Avec l’arrivée de l’Islam en Perse et sa diffusion graduelle, une nouvelle tradition architecturale régionale apparaît au travers de la construction de mosquées. Elle donne naissance à plusieurs styles empruntant à divers courants artistiques et dotés de leurs propres éléments originaux, occupant une place à part parmi les styles architecturaux de la région, aux cotés des écoles syro-égyptienne, indienne, maghrébine, ottomane et autres, chacune avec leur propre diversité interne.

 

La tradition architecturale de construction des mosquées comporte certaines particularités. D’un côté, elle offre la possibilité d’une approche unie pour planifier et construire divers éléments qui font partie du complexe d’une mosquée : mosquée en elle-même, mausolée, madrassa… dont les formes seront utilisées plus tard pour la construction de bâtiments civils et résidentiels comme des palais, ou des caravansérails. D’autre part, ces façons de faire générales sont influencées par des traditions architecturales locales, à la source de la création de styles et motifs singuliers. La tradition iranienne de construction des mosquées est ainsi caractérisée notamment par l’ajout et le développement du portique et du dôme. Elle est aussi à la source de la création de motifs décoratifs singuliers, qui font partie de l’imaginaire religieux irano-musulman.

Le "style" iranien est aussi étroitement lié à la longue histoire de l’Iran et la capacité des Iraniens à intégrer des éléments anciens locaux dans de nouvelles constructions architecturales. L’ancien est adapté et remodelé en fonction des nouveaux besoins, des nouvelles croyances.

 

Les premières mosquées d’Iran sont assez simples, et construites selon des techniques de construction traditionnelles avec des matériaux locaux. Les premières mosquées ne différaient ni en beauté ni en taille des bâtiments ordinaires de l’ère sassanide, ne disposant pas de plans spécifiques et définis. Mais peu à peu, des plans architecturaux propres aux mosquées commencent à apparaître, constituant les formes de base des mosquées iraniennes.

La mosquée de Dâmghân

 

Les premiers éléments caractéristiques des mosquées iraniennes sont le portique, la voûte ouverte, et la construction en forme de dôme sur quatre arches (chahâr-tâgh) - héritage des palais parthes et sassanides et de l’architecture des temples. Ces éléments ont été utilisés avec différentes variations dans la construction de grandes et petites mosquées, madrassas, caravansérails, monastères des soufis et palais.

 

Aux XIe et XIIe siècles, l’architecture des mosquées subit des changements importants dans la façade extérieure et la décoration intérieure. Le XIe siècle marque le début du règne de la dynastie seldjoukide. Le plus grand changement dans l’architecture islamique de l’Iran qui a lieu au cours de cette période est la construction du shabestân (espace enterré ou semi-enterré) et quatre portiques. A partir de cette époque, la conception de quatre portiques devient une caractéristique de l’architecture des mosquées iraniennes.

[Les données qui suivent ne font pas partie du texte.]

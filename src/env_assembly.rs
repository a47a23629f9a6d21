//! Assembles the environment a child process is spawned with (§4.1 step 8, §6 grammar).
//!
//! Precedence, lowest to highest: inherited process environment, then the service's
//! env file, then its inline JSON env map. `PORT` and `ENVIRONMENT` are filled in from
//! the service definition only if nothing earlier in the chain already set them.

use crate::log;
use crate::logger::LogLevel;
use crate::service::ServiceDefinition;
use std::collections::HashMap;

/// Parses an env-file's contents per the grammar in §6:
/// `line := blank | comment | assignment`, `assignment := key '=' value`, where `value`
/// may be bare, single-quoted, or double-quoted (no escape processing inside quotes).
pub fn parse_env_file(contents: &str) -> HashMap<String, String> {
    let mut vars = HashMap::new();
    for line in contents.lines() {
        let trimmed = line.trim();
        if trimmed.is_empty() || trimmed.starts_with('#') {
            continue;
        }
        let Some((key, value)) = trimmed.split_once('=') else {
            continue;
        };
        let key = key.trim();
        if key.is_empty() {
            continue;
        }
        vars.insert(key.to_string(), unquote(value.trim()));
    }
    vars
}

fn unquote(value: &str) -> String {
    let bytes = value.as_bytes();
    if bytes.len() >= 2 {
        let first = bytes[0];
        let last = bytes[bytes.len() - 1];
        if (first == b'"' && last == b'"') || (first == b'\'' && last == b'\'') {
            return value[1..value.len() - 1].to_string();
        }
    }
    value.to_string()
}

/// Stringifies one leaf of the inline env JSON object per §6's grammar: strings pass
/// through unquoted, numbers and booleans render as their textual form, and null becomes
/// the empty string. Arrays/objects (not part of the declared grammar) fall back to their
/// JSON text so nothing is silently dropped.
fn stringify_json_value(value: serde_json::Value) -> String {
    match value {
        serde_json::Value::String(s) => s,
        serde_json::Value::Null => String::new(),
        serde_json::Value::Bool(b) => b.to_string(),
        serde_json::Value::Number(n) => n.to_string(),
        other => other.to_string(),
    }
}

/// Builds the full environment map for a service's child process, given the contents
/// of its env file (already read by the caller, if declared) and the process's own
/// inherited environment.
pub fn assemble_env(
    definition: &ServiceDefinition,
    env_file_contents: Option<&str>,
    inherited: impl IntoIterator<Item = (String, String)>,
) -> HashMap<String, String> {
    let mut vars: HashMap<String, String> = inherited.into_iter().collect();

    if let Some(contents) = env_file_contents {
        vars.extend(parse_env_file(contents));
    }

    if let Some(json) = &definition.env_json {
        match serde_json::from_str::<HashMap<String, serde_json::Value>>(json) {
            Ok(inline) => vars.extend(
                inline
                    .into_iter()
                    .map(|(key, value)| (key, stringify_json_value(value))),
            ),
            Err(e) => log!(
                LogLevel::Warn,
                "Failed to parse inline env JSON for '{}': {}",
                definition.id,
                e
            ),
        }
    }

    if let Some(port) = definition.port {
        vars.entry("PORT".to_string()).or_insert_with(|| port.to_string());
    }

    if let Some(environment) = definition.environment {
        vars.entry("ENVIRONMENT".to_string())
            .or_insert_with(|| environment.to_string());
    }

    vars
}

#[cfg(test)]
mod tests {
    use super::*;
    use crate::service::{EnvironmentTag, ServiceType};

    #[test]
    fn parses_quoted_and_bare_and_comment_lines() {
        let contents = "# a comment\nBARE=value\nDQ=\"hello world\"\nSQ='single quoted'\n\nTRAILING = padded \n";
        let vars = parse_env_file(contents);
        assert_eq!(vars.get("BARE").unwrap(), "value");
        assert_eq!(vars.get("DQ").unwrap(), "hello world");
        assert_eq!(vars.get("SQ").unwrap(), "single quoted");
        assert_eq!(vars.get("TRAILING").unwrap(), "padded");
        assert_eq!(vars.len(), 4);
    }

    #[test]
    fn precedence_inline_over_file_over_inherited() {
        let mut def = ServiceDefinition::new("svc", ServiceType::Backend, "/tmp");
        def.env_json = Some(r#"{"KEY":"inline"}"#.to_string());

        let inherited = vec![("KEY".to_string(), "inherited".to_string())];
        let vars = assemble_env(&def, Some("KEY=fromfile\n"), inherited);

        assert_eq!(vars.get("KEY").unwrap(), "inline");
    }

    #[test]
    fn inline_json_stringifies_non_string_leaves() {
        let mut def = ServiceDefinition::new("svc", ServiceType::Backend, "/tmp");
        def.env_json = Some(r#"{"PORT":8080,"DEBUG":true,"FOO":null,"NAME":"svc"}"#.to_string());

        let vars = assemble_env(&def, None, std::iter::empty());

        assert_eq!(vars.get("PORT").unwrap(), "8080");
        assert_eq!(vars.get("DEBUG").unwrap(), "true");
        assert_eq!(vars.get("FOO").unwrap(), "");
        assert_eq!(vars.get("NAME").unwrap(), "svc");
    }

    #[test]
    fn port_and_environment_defaults_only_apply_when_unset() {
        let mut def = ServiceDefinition::new("svc", ServiceType::Backend, "/tmp");
        def.port = Some(8080);
        def.environment = Some(EnvironmentTag::Staging);

        let inherited = vec![("PORT".to_string(), "9999".to_string())];
        let vars = assemble_env(&def, None, inherited);

        assert_eq!(vars.get("PORT").unwrap(), "9999");
        assert_eq!(vars.get("ENVIRONMENT").unwrap(), "staging");
    }
}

Dans la région du Khorâssân, au nord-est de l’Iran, les maisons étaient construites selon un plan cruciforme avec quatre entrées voûtées (portiques) menant à la cour. Ce détail architectural correspond par ailleurs au nombre de quatre écoles de l’Islam sunnite, donnant à la structure avec quatre portiques un nouveau contenu sémantique. Par la suite, cette forme sera utilisée de façon très courante dans les cours de mosquées, conservant sa pertinence jusqu’à nos jours.

La mosquée en pierre de Dârâb

Les premières mosquées "iraniennes"

 

L’une des plus anciennes mosquées préservées de la période des premiers siècles de l’Islam en Iran est la mosquée du vendredi (masdjed jâmeh) de Fahradj, située dans les environs de Yazd. Une salle carrée fait face à une cour rectangulaire avec deux entrées : l’une mène directement à la cour, et la deuxième y accède à travers le shabestân. Le mur gauche de la cour isole cette salle couverte utilisée en hiver. Une mosquée avec shabestan possède en général sept voûtes basses au plafond. La mosquée de Dâmghân est également l’une des plus anciennes d’Iran. Construite en briques rouges dans le style de l’architecture sassanide, elle dispose d’une grande cour carrée entourée d’une galerie de voûtes en forme de flèches. Ces voûtes reposent sur des piliers ronds de 3,5 mètres de hauteur et d’un diamètre d’environ 2 mètres. L’entrée principale de la cour est constituée d’un portail haut avec un arc. Cette mosquée se caractérise par sa simplicité, selon un plan similaire à la majorité des mosquées de Yazd. Ces dernières possèdent une cour entourée d’une salle de prière arquée et d’une salle de prière couverte (shabestân) reposant sur plusieurs piliers. Les arches mènent à un toit plat.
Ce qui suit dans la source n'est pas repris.